Una historia de violencia comienza con una sucesión de secuencias que pertenecen a géneros codificados del cine norteamericano, como el cine de instituto (el adolescente sensible que sufre el bullyng del macarra demoníaco de la clase), el de psicópatas (el asesinato gratuito e intrascendente de los empleados de un kotel) o la comedia sentimental (el matrimonio que todavía mantiene vivo el deseo en su relación tras unos cuantos años de relación, si bien con actores tan atractivos como Vigo Mortensen o Maria Bello la cosa es comprensible). Las escenas avanzan de manera previsible hacia una conclusión gratificante para el espectador, sin que Croneneberg apunte ninguna figura sarcástica o distanciadora como guiño para el gourmet cinéfilo resabiado (tal vez la razón por la que me he encontrado con varios cronenberianos que se muestran un tanto displicentes con las dos últimas películas del director canadiense).
Así, el adolescente acosado pone en su lugar a los acosadores, el matrimonio tiene su momento romántico una tarde en que coloca a sus hijos en casas ajenas, y los psicópatas llegan a la idílica población rural para amenazar la felicidad familiar. El director subvierte la placidez de la mirada del espectador de una manera sencilla y eficaz: simplemente, lleva hasta el extremo la lógica implíctra en las secuencias: el chico humillado propina una paliza tan brutal a sus oponentes que la incipiente satisfacción narcisista del espectador se hiela en el horror, el momento romántico deviene una escena sexual tensamente explícita, al respetable padre de familia se transforma en un eficaz killer que convierte a los despiadados asesinos en un par de panolis que le duran un suspiro.
Una historia de violencia pasa así de Perros de paja a Retorno al pasado, con la emergencia a la superficie del pasado violento del ejemplar ciudadano, aunque aquí no hay muerte redentora que limpie la culpa del pasado; más bien se diría que esa figura asesina es, en realidad, la figura fantasmática que fascina a la familia, el deseo oculto de la mujer y del hijo.
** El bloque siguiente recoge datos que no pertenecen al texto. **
//! HTTP route handlers for the login frontend.
//!
//! Routes are organized by content type, with per-route Cache-Control
//! headers: session-bound pages and the login flow are never cached, while
//! static assets use a long max-age with the immutable hint.
//!
//! Every request passes through the session middleware, which binds a
//! server-side session before dispatch and persists it afterwards.

pub mod auth;
pub mod health;
pub mod home;

use axum::{middleware, routing::get, Router};
use http::header::{HeaderValue, CACHE_CONTROL};
use tower_http::services::ServeDir;
use tower_http::set_header::SetResponseHeaderLayer;

use crate::config::{CACHE_CONTROL_NO_STORE, CACHE_CONTROL_STATIC, CALLBACK_PATH};
use crate::middleware::session_layer;
use crate::state::AppState;

/// Creates the Axum router with all routes and cache headers.
pub fn create_router(state: AppState) -> Router {
    // Index - rendered per session, never cached
    let page_routes = Router::new().route("/", get(home::index)).layer(
        SetResponseHeaderLayer::if_not_present(
            CACHE_CONTROL,
            HeaderValue::from_static(CACHE_CONTROL_NO_STORE),
        ),
    );

    // Login flow - stateful, never cached
    let auth_routes = Router::new()
        .route("/login/init", get(auth::init))
        .route(CALLBACK_PATH, get(auth::callback))
        .layer(SetResponseHeaderLayer::if_not_present(
            CACHE_CONTROL,
            HeaderValue::from_static(CACHE_CONTROL_NO_STORE),
        ));

    // Static files - long cache with immutable hint
    let static_routes = Router::new()
        .nest_service("/static", ServeDir::new(state.config.assets.static_dir()))
        .layer(SetResponseHeaderLayer::if_not_present(
            CACHE_CONTROL,
            HeaderValue::from_static(CACHE_CONTROL_STATIC),
        ));

    // Health check - no caching, always fresh for liveness probes
    let health_routes = Router::new().route("/health", get(health::health));

    Router::new()
        .merge(page_routes)
        .merge(auth_routes)
        .merge(health_routes)
        .merge(static_routes)
        .with_state(state.clone())
        // Session middleware - loads/persists the session and creates the
        // request span with session_id for correlation
        .layer(middleware::from_fn_with_state(state, session_layer))
}
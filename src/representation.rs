//! Pluggable value-to-text rendering for failure messages.
//!
//! Every failure message embeds a rendering of the actual value (and usually
//! of the expected one). The rendering is pluggable so callers can shorten,
//! redact, or reformat values without touching any predicate.

use std::fmt;
use std::rc::Rc;

/// Renders a value for inclusion in a failure message.
///
/// Implement this to control how actual/expected values appear in failures,
/// then attach it with `Assert::with_representation` or
/// `SoftAssertions::with_representation`.
///
/// # Example
///
/// ```rust
/// use affirm::Representation;
///
/// struct Truncating;
///
/// impl Representation for Truncating {
///     fn render(&self, value: &dyn std::fmt::Debug) -> String {
///         let full = format!("{:?}", value);
///         if full.len() > 32 {
///             format!("{}...", &full[..29])
///         } else {
///             full
///         }
///     }
/// }
/// ```
pub trait Representation {
    /// Render a value as text for a failure message.
    fn render(&self, value: &dyn fmt::Debug) -> String;
}

/// Default representation: `Debug` formatting, unabridged.
#[derive(Debug, Clone, Copy, Default)]
pub struct StandardRepresentation;

impl Representation for StandardRepresentation {
    fn render(&self, value: &dyn fmt::Debug) -> String {
        format!("{:?}", value)
    }
}

/// The representation used when none is supplied.
pub(crate) fn standard() -> Rc<dyn Representation> {
    Rc::new(StandardRepresentation)
}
Entre ese padre imaginario que recita sermones inútiles para hacer frente a las pulsiones vitales y ese psicokiller que arrasa todo lo que se le pone por delante no hay nada, ninguna figura paterna que sea capaz de donar una palabra a su hijo, por lo que la secuencia final se cierra sin palabras, tras la vuelta al hogar del padre de familia, sin que importe si vuelve de una aburrida jornada laboral o de volarle a la cabeza a todos los sicarios de Pensilvania.
2 comentarios:
¿Eso hacias el 1 de mayo? ¿Ir al cine?
El i de mayo, en realidad, me fui al teatro, pero por la mañana participé en varias actividades revolucionarias de autogestión.